#### Problem details
Below are some records. Copy every line in them that holds "AsyncMutex".

Collected data entries
################

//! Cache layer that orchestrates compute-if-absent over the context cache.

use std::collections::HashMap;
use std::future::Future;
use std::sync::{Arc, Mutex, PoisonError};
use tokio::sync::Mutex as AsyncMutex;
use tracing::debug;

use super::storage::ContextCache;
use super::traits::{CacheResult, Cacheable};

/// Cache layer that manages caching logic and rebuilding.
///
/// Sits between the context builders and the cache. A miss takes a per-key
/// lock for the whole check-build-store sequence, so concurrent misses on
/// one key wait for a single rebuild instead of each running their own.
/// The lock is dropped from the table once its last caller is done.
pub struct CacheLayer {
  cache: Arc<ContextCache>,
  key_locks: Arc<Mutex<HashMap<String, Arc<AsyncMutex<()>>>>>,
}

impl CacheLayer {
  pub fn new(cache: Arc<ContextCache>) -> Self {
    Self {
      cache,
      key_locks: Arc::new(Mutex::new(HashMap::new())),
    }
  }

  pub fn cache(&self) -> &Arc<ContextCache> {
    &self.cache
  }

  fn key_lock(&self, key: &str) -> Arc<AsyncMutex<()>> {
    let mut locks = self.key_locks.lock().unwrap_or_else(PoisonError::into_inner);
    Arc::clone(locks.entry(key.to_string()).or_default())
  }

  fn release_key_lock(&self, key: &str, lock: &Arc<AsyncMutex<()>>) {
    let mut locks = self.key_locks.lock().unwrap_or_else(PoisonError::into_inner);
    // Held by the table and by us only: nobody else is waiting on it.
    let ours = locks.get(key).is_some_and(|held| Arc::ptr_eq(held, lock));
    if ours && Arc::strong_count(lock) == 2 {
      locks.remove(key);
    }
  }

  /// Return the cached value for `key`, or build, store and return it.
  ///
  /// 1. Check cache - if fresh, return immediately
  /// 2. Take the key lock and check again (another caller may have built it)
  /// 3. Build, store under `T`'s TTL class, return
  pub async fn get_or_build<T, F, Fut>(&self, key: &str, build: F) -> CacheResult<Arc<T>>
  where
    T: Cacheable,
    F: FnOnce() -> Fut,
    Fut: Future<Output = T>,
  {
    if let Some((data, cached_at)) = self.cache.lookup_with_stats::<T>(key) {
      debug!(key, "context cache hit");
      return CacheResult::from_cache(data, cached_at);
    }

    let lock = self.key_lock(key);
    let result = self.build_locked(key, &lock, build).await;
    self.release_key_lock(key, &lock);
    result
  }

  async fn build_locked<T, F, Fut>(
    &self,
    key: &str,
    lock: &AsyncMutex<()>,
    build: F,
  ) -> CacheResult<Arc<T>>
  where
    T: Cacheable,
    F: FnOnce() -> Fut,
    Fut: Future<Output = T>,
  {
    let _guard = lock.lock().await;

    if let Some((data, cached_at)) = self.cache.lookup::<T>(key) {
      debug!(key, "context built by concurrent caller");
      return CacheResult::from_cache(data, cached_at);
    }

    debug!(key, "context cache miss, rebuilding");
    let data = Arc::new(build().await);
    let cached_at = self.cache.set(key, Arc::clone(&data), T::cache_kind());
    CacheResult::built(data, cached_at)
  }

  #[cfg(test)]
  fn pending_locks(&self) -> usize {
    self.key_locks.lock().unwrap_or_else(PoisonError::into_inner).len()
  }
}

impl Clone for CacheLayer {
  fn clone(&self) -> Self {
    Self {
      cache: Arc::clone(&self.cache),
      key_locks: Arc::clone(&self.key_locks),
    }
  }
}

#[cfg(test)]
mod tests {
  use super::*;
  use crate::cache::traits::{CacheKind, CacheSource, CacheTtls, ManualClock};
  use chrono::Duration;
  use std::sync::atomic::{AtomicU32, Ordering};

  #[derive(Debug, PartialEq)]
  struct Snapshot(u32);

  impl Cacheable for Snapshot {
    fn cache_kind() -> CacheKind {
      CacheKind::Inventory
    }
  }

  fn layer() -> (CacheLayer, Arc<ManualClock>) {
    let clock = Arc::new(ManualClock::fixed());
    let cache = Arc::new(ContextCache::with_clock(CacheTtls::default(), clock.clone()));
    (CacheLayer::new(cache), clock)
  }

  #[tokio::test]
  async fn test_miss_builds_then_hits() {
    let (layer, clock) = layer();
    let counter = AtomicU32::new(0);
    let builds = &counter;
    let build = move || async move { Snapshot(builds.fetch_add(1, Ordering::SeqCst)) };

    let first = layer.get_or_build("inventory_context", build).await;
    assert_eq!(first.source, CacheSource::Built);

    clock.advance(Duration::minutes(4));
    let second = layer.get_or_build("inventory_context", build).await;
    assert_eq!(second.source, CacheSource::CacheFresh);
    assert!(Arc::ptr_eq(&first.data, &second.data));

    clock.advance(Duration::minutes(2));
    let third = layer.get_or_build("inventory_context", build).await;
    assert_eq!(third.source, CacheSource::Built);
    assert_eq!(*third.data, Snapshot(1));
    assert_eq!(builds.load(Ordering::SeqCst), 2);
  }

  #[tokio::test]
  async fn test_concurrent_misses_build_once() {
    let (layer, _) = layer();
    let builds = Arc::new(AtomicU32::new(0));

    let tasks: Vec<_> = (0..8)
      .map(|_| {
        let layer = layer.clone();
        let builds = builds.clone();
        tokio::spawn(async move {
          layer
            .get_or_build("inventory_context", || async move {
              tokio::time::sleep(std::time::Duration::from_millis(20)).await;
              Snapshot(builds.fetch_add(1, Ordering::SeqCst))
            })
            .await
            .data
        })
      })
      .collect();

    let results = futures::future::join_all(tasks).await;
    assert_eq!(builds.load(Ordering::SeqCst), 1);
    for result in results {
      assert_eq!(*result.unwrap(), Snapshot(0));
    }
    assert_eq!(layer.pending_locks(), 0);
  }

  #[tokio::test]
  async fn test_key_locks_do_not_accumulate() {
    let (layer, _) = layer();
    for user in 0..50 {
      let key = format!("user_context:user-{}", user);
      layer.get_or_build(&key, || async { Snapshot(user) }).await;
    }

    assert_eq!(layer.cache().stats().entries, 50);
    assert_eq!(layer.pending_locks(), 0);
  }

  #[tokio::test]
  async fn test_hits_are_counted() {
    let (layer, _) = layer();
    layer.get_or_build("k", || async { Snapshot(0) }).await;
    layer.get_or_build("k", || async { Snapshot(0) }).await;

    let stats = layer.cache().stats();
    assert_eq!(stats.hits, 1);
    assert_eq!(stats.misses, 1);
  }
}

################

#### Exercise output
use tokio::sync::Mutex as AsyncMutex;
  key_locks: Arc<Mutex<HashMap<String, Arc<AsyncMutex<()>>>>>,
  fn key_lock(&self, key: &str) -> Arc<AsyncMutex<()>> {
  fn release_key_lock(&self, key: &str, lock: &Arc<AsyncMutex<()>>) {
    lock: &AsyncMutex<()>,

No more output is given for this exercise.